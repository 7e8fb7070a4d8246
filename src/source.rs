//! Centralized parsing of gallery item source references.
//!
//! A source is either a bare URL/path (`https://example.com/cat.jpg`,
//! `images/cat.jpg`) or an embed reference into the vault, written with the
//! host's embed-wrap syntax:
//!
//! - `![[cat.png]]` → local, path `cat.png`
//! - `![[clips/run.mp4|400]]` → local, path `clips/run.mp4` (alias/size dropped)
//! - `https://example.com/a.webm` → remote
//!
//! Media kind is not part of the parse: [`is_video_path`] looks at the end of
//! the whole trimmed source, so an embed (which ends in `]]`) is never a video.

/// Opening token of the embed-wrap syntax.
pub const EMBED_OPEN: &str = "![[";
/// Closing token of the embed-wrap syntax.
pub const EMBED_CLOSE: &str = "]]";

/// File extensions rendered as video, compared case-insensitively.
pub const VIDEO_EXTENSIONS: &[&str] = &["mp4", "webm", "ogg"];

/// Result of parsing a trimmed source reference.
#[derive(Debug, Clone, PartialEq)]
pub struct ParsedSource<'a> {
    /// True when wrapped in `![[` … `]]`.
    pub is_local: bool,
    /// The path the reference points at. For embeds this is the text inside
    /// the wrap with any `|alias` suffix removed; otherwise the input itself.
    pub path: &'a str,
    /// Text after `|` inside an embed (display size or alias), if any.
    pub alias: Option<&'a str>,
}

/// Parse an already-trimmed source reference.
pub fn parse_source(source: &str) -> ParsedSource<'_> {
    if is_embed(source) {
        let inner = &source[EMBED_OPEN.len()..source.len() - EMBED_CLOSE.len()];
        let (path, alias) = match inner.split_once('|') {
            Some((path, alias)) => (path, Some(alias)),
            None => (inner, None),
        };
        return ParsedSource {
            is_local: true,
            path,
            alias,
        };
    }
    ParsedSource {
        is_local: false,
        path: source,
        alias: None,
    }
}

/// Whether `source` starts with the embed-open token and ends with the
/// embed-close token, without the two overlapping.
pub fn is_embed(source: &str) -> bool {
    source.len() >= EMBED_OPEN.len() + EMBED_CLOSE.len()
        && source.starts_with(EMBED_OPEN)
        && source.ends_with(EMBED_CLOSE)
}

/// Path of an embedded reference, for resolving it against the vault.
///
/// Non-embed sources come back unchanged.
pub fn embedded_path(source: &str) -> &str {
    parse_source(source).path
}

/// Whether `path` ends in `.mp4`, `.webm` or `.ogg`, ignoring case.
pub fn is_video_path(path: &str) -> bool {
    path.rsplit_once('.').is_some_and(|(_, ext)| {
        VIDEO_EXTENSIONS
            .iter()
            .any(|known| ext.eq_ignore_ascii_case(known))
    })
}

===

## Work required
Print the complete listing again, exactly as it stands.

## Solution for this task
repository 7e8fb7070a4d8246
filename src/source.rs
//! Centralized parsing of gallery item source references.
//!
//! A source is either a bare URL/path (`https://example.com/cat.jpg`,
//! `images/cat.jpg`) or an embed reference into the vault, written with the
//! host's embed-wrap syntax:
//!
//! - `![[cat.png]]` → local, path `cat.png`
//! - `![[clips/run.mp4|400]]` → local, path `clips/run.mp4` (alias/size dropped)
//! - `https://example.com/a.webm` → remote
//!
//! Media kind is not part of the parse: [`is_video_path`] looks at the end of
//! the whole trimmed source, so an embed (which ends in `]]`) is never a video.

/// Opening token of the embed-wrap syntax.
pub const EMBED_OPEN: &str = "![[";
/// Closing token of the embed-wrap syntax.
pub const EMBED_CLOSE: &str = "]]";

/// File extensions rendered as video, compared case-insensitively.
pub const VIDEO_EXTENSIONS: &[&str] = &["mp4", "webm", "ogg"];

/// Result of parsing a trimmed source reference.
#[derive(Debug, Clone, PartialEq)]
pub struct ParsedSource<'a> {
    /// True when wrapped in `![[` … `]]`.
    pub is_local: bool,
    /// The path the reference points at. For embeds this is the text inside
    /// the wrap with any `|alias` suffix removed; otherwise the input itself.
    pub path: &'a str,
    /// Text after `|` inside an embed (display size or alias), if any.
    pub alias: Option<&'a str>,
}

/// Parse an already-trimmed source reference.
pub fn parse_source(source: &str) -> ParsedSource<'_> {
    if is_embed(source) {
        let inner = &source[EMBED_OPEN.len()..source.len() - EMBED_CLOSE.len()];
        let (path, alias) = match inner.split_once('|') {
            Some((path, alias)) => (path, Some(alias)),
            None => (inner, None),
        };
        return ParsedSource {
            is_local: true,
            path,
            alias,
        };
    }
    ParsedSource {
        is_local: false,
        path: source,
        alias: None,
    }
}

/// Whether `source` starts with the embed-open token and ends with the
/// embed-close token, without the two overlapping.
pub fn is_embed(source: &str) -> bool {
    source.len() >= EMBED_OPEN.len() + EMBED_CLOSE.len()
        && source.starts_with(EMBED_OPEN)
        && source.ends_with(EMBED_CLOSE)
}

/// Path of an embedded reference, for resolving it against the vault.
///
/// Non-embed sources come back unchanged.
pub fn embedded_path(source: &str) -> &str {
    parse_source(source).path
}

/// Whether `path` ends in `.mp4`, `.webm` or `.ogg`, ignoring case.
pub fn is_video_path(path: &str) -> bool {
    path.rsplit_once('.').is_some_and(|(_, ext)| {
        VIDEO_EXTENSIONS
            .iter()
            .any(|known| ext.eq_ignore_ascii_case(known))
    })
}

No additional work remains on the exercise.